They were in Sam’s office overlooking St. Helen’s Square. It was a bright morning at the beginning of October, the fag-end of a long Indian summer. Sam had been to Berlin for a week with Angeles, walking along the former death strip at the dead of night, taking in concerts and Turkish food and describing the landscape of tower-cranes to her from the S-Bahn. He didn’t care that there wasn’t much work at the moment. He enjoyed these sessions with Geordie and the others who used the office.

Down below, if you squinted through the stencilling on the window which proclaimed the Sam Turner Detective Agency, there were still tourists around, mainly Europeans and Japanese, a few British day-trippers, only the occasional Stetson.

The door to Celia’s office was open and she and Marie could be heard chatting in there. Occasionally there would be the rattle of a keyboard as Celia took advantage of a break in their conversation to do something creative with the accounts. From time to time there would come the high-pitched peal of female laughter.

There was the sound of footsteps on the stairs and JD came into the office.

Sam glanced at the clock on the wall. ‘It’s only just after eleven,’ he said. ‘Writers write in the morning. They don’t come into town unless they’ve given up being writers or something has interfered with their lives and they need a detective.’

‘Well deducted,’ Geordie said.

‘Deduced,’ Celia corrected him from the doorway to her office.

‘Have you given up writing?’ Marie asked. She was standing behind Celia but was tall enough to see over the elder woman’s head.

‘No,’ JD told them. ‘I need a detective.’

‘You can take your pick, here,’ Geordie said. ‘This’s a detective agency. All we’ve got is detectives.’

‘Underemployed detectives at the moment,’ Marie said. ‘The number of unemployed detectives in this agency currently exceeds the number of vacancies. What you’re looking at, in detective terms, is a labour surplus.’

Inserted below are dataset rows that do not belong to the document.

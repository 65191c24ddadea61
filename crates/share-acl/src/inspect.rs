//! Reading back the ACL of a share root

use serde::{Deserialize, Serialize};
use share_conf::PrincipalKind;

/// One named user or group entry as reported by getfacl
#[derive(Debug, Clone, PartialEq, Eq, Serialize, Deserialize)]
#[serde(rename_all = "camelCase")]
pub struct AclEntryView {
    #[serde(rename = "type")]
    pub kind: PrincipalKind,
    pub principal: String,
    pub permission: String,
    pub is_default: bool,
}

/// The ACL currently in effect on a share root
#[derive(Debug, Clone, Default, PartialEq, Eq, Serialize, Deserialize)]
#[serde(rename_all = "camelCase")]
pub struct ShareAcl {
    pub path: String,
    pub owner: String,
    pub group: String,
    #[serde(skip_serializing_if = "Option::is_none")]
    pub mask: Option<String>,
    #[serde(skip_serializing_if = "Option::is_none")]
    pub default_mask: Option<String>,
    pub entries: Vec<AclEntryView>,
}

impl ShareAcl {
    pub fn new(path: impl Into<String>) -> Self {
        Self {
            path: path.into(),
            ..Self::default()
        }
    }

    /// Look up the permission string of a named entry.
    pub fn permission_of(&self, kind: PrincipalKind, principal: &str, is_default: bool) -> Option<&str> {
        self.entries
            .iter()
            .find(|e| e.kind == kind && e.principal == principal && e.is_default == is_default)
            .map(|e| e.permission.as_str())
    }

    pub fn immediate(&self) -> impl Iterator<Item = &AclEntryView> {
        self.entries.iter().filter(|e| !e.is_default)
    }

    pub fn defaults(&self) -> impl Iterator<Item = &AclEntryView> {
        self.entries.iter().filter(|e| e.is_default)
    }
}

/// Parse `getfacl -p` output.
///
/// Owner and group come from the `# owner:` / `# group:` header comments.
/// Only named user and group entries are listed; the owning user, owning
/// group and `other` entries are omitted, masks are reported separately.
/// Trailing `#effective:` annotations are dropped.
pub fn parse_getfacl(path: &str, output: &str) -> ShareAcl {
    let mut acl = ShareAcl::new(path);

    for line in output.lines().map(str::trim) {
        if line.is_empty() {
            continue;
        }
        if let Some(owner) = line.strip_prefix("# owner:") {
            acl.owner = owner.trim().to_string();
            continue;
        }
        if let Some(group) = line.strip_prefix("# group:") {
            acl.group = group.trim().to_string();
            continue;
        }
        if line.starts_with('#') {
            continue;
        }

        let (is_default, spec) = match line.strip_prefix("default:") {
            Some(rest) => (true, rest),
            None => (false, line),
        };
        let mut parts = spec.splitn(3, ':');
        let (Some(tag), Some(qualifier)) = (parts.next(), parts.next()) else {
            continue;
        };
        let permission = parts
            .next()
            .and_then(|p| p.split(['#', ' ', '\t']).next())
            .unwrap_or_default()
            .to_string();

        let kind = match tag {
            "user" => PrincipalKind::User,
            "group" => PrincipalKind::Group,
            "mask" => {
                if is_default {
                    acl.default_mask = Some(permission);
                } else {
                    acl.mask = Some(permission);
                }
                continue;
            }
            _ => continue,
        };
        if qualifier.is_empty() {
            continue;
        }
        acl.entries.push(AclEntryView {
            kind,
            principal: qualifier.to_string(),
            permission,
            is_default,
        });
    }

    acl
}
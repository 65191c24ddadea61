//! Error types for share-usage

/// Result type for usage queries
pub type Result<T> = std::result::Result<T, Error>;

/// Whole-call failures; per-share measurement failures are skipped instead
#[derive(Debug, thiserror::Error)]
pub enum Error {
    #[error(transparent)]
    Sys(#[from] share_sys::Error),

    #[error(transparent)]
    Conf(#[from] share_conf::Error),
}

They all turned to her. Sam and Geordie because what she’d said was uncharacteristic, something that would more likely have come from Geordie. Celia looked at her because she’d expected the speech to go on and was still hoping that it would. And JD looked at Marie because he was smitten with her and had grown accustomed over the years to hanging on her every word. There was a sense in which, whenever Marie spoke, JD thought she might announce she had finished with her current boyfriend, the Steiner School teacher, and was ready to go another round with JD himself.

‘Come in,’ Sam said. ‘We were talking about sundials.’

‘I count only the hours that are serene,’ JD said, moving over to Geordie’s desk and propping his buttocks against it.

‘Say that again,’ Geordie said.

‘It’s a motto,’ Celia said. ‘On a sundial near Venice. William Hazlitt writes about it. Very famous.’

‘Full marks,’ JD said. ‘It’s wonderful to come here. Such a literary crowd.’

‘I count only the hours that are serene,’ Geordie said wistfully. ‘That’s poetry.’

‘Geordie’s been telling me that time doesn’t exist,’ Sam said. ‘How we didn’t bother recording it until the middle ages.’

‘Spot on,’ JD said. ‘No one cared much about time until we became agrarian.’

‘Is this what you’ve come to tell us?’ Marie asked.

‘No, it’s my tango teacher,’ JD said. ‘His niece has disappeared and he wants you to help him find her.’

There was a dumb silence while they assimilated the news. Marie and Celia took a few steps forward from Celia’s office door, closing the circle, bringing them all together.

‘How old is she?’ Celia asked.

‘She’s sixteen,’ JD said, and he went on to tell them everything he’d learned from the girl’s uncle in the City Screen café.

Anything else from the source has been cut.